Description of PhD project
It is well known that fracture healing is a highly orchestrated process going along with inflammation,
angiogenesis and tissue remodeling. This healing cascade is triggered by the appearance of different
cell types and the secretion of various cytokines and growth factors. Cells immigrating into the
injured area need to adapt fast to the altered environment and start proliferation and differentiation.
Thus they have a high energy demand. There is growing evidence that cells are sensitive to metabolic
reprogramming by nutrientsensitive modifications of transcriptional active proteins, such as
acetylation or glycosylation. These processes depend on the availability of metabolic pathway
intermediates. The linkage of metabolic and signaling pathways allows cells to modulate actions as
metabolism, proliferation and differentiation according to their metabolic resources.

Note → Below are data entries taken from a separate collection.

use crate::error::{Result, TemplateError};
use crate::tpl::ast::{BlockOccurrence, ExtractionResult, strip_occurrences};
use std::collections::HashMap;
use std::ops::Range;
use tracing::{trace, warn};

const BLOCK_OPEN: &str = "[[#";
const BLOCK_CLOSE: &str = "[[/";
const MARKER_END: &str = "]]";

struct RawMatch<'a> {
    name: &'a str,
    span: Range<usize>,
    body: Range<usize>,
}

/// Finds every `[[#NAME]]…[[/NAME]]` block in `subject`, at any depth.
///
/// Returns `None` when the subject holds no block. Nesting deeper than
/// `max_depth` levels is rejected.
pub fn extract_blocks(subject: &str, max_depth: usize) -> Result<Option<ExtractionResult>> {
    let extracted = extract_at_depth(subject, 1, max_depth)?;
    if let Some(result) = &extracted {
        trace!(
            blocks = result.blocks.len(),
            top_level = result.occurrences.len(),
            "blocks extracted"
        );
    }
    Ok(extracted)
}

fn extract_at_depth(
    subject: &str,
    depth: usize,
    max_depth: usize,
) -> Result<Option<ExtractionResult>> {
    let matches = scan_blocks(subject);
    if matches.is_empty() {
        return Ok(None);
    }
    if depth > max_depth {
        warn!(limit = max_depth, "block nesting too deep");
        return Err(TemplateError::DepthExceeded { limit: max_depth });
    }

    let mut result = ExtractionResult::default();
    for found in matches {
        let body = &subject[found.body];
        match extract_at_depth(body, depth + 1, max_depth)? {
            Some(inner) => {
                let clear = strip_occurrences(body, &inner.occurrences);
                result.blocks.insert(found.name.to_string(), clear);
                result.blocks.extend(inner.blocks);
            }
            None => {
                result.blocks.insert(found.name.to_string(), body.to_string());
            }
        }
        result.occurrences.push(BlockOccurrence {
            name: found.name.to_string(),
            raw: subject[found.span].to_string(),
        });
    }
    Ok(Some(result))
}

/// Top-level, non-overlapping matches, left to right.
fn scan_blocks(subject: &str) -> Vec<RawMatch<'_>> {
    let mut scanner = Scanner::new(subject);
    let mut found = Vec::new();
    let mut pos = 0;
    while let Some(offset) = subject[pos..].find(BLOCK_OPEN) {
        let start = pos + offset;
        match scanner.match_block(start) {
            Some(m) => {
                pos = m.span.end;
                found.push(m);
            }
            None => pos = start + 1,
        }
    }
    found
}

/// Result of the last forward search for one needle.
#[derive(Debug, Clone, Copy, Default)]
enum Lookahead {
    #[default]
    Unknown,
    At(usize),
    Absent,
}

impl Lookahead {
    /// First `needle` at or after `from`. Calls must come with a
    /// non-decreasing `from`, so a miss stays a miss.
    fn find(&mut self, haystack: &str, from: usize, needle: &str) -> Option<usize> {
        match *self {
            Lookahead::Absent => return None,
            Lookahead::At(at) if at >= from => return Some(at),
            _ => {}
        }
        let found = haystack[from..].find(needle).map(|at| from + at);
        *self = found.map_or(Lookahead::Absent, Lookahead::At);
        found
    }
}

/// Block matcher over one subject. Openers are tried left to right, so the
/// searches for `]]` and for each `[[/NAME]]` only ever move forward.
struct Scanner<'a> {
    subject: &'a str,
    marker_end: Lookahead,
    closes: HashMap<&'a str, (String, Lookahead)>,
}

impl<'a> Scanner<'a> {
    fn new(subject: &'a str) -> Self {
        Self {
            subject,
            marker_end: Lookahead::default(),
            closes: HashMap::new(),
        }
    }

    /// Matches one block opening at `start`.
    ///
    /// The name runs up to the first `]]` and the body up to the first
    /// `[[/NAME]]` after it. Both must be at least one character long.
    fn match_block(&mut self, start: usize) -> Option<RawMatch<'a>> {
        let subject = self.subject;
        let name_start = start + BLOCK_OPEN.len();
        let name_end = self
            .marker_end
            .find(subject, after_first_char(subject, name_start)?, MARKER_END)?;
        let name = &subject[name_start..name_end];

        let body_start = name_end + MARKER_END.len();
        let body_from = after_first_char(subject, body_start)?;
        let (close, ahead) = self.closes.entry(name).or_insert_with(|| {
            let close = format!("{BLOCK_CLOSE}{name}{MARKER_END}");
            (close, Lookahead::Unknown)
        });
        let body_end = ahead.find(subject, body_from, close)?;

        Some(RawMatch {
            name,
            span: start..body_end + close.len(),
            body: body_start..body_end,
        })
    }
}

fn after_first_char(subject: &str, at: usize) -> Option<usize> {
    Some(at + subject[at..].chars().next()?.len_utf8())
}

This highlights
the possibility that the energy metabolism driven by the accessible nutrients and the metabolic
microenvironment affects the phenotype of cells immigrating the injured bone and can influence
regeneration by affecting Macrophage phenotype, T cell polarization or stem cell differentiation.
Hypothesis: The appearance and function of distinct cells during bone repair are regulated by the
local metabolic environment.
In this project the local metabolic conditions will be analyzed by metabolomics and proteomics at
different stages during bone regeneration under normal and mechanical disturbed healing conditions
(rigid and semi-rigid fracture fixation) in young and aged animals. The obtained results will be
connected to the existence of different cell subsets (detection via e.g. flow cytometry,
immunohistochemistry), surrounding mechanical conditions, as wells as age.
The aim of this project is to understand the correlation of energy metabolism with the appearance
and function of cell subsets and subsequent healing outcome during bone fracture repair.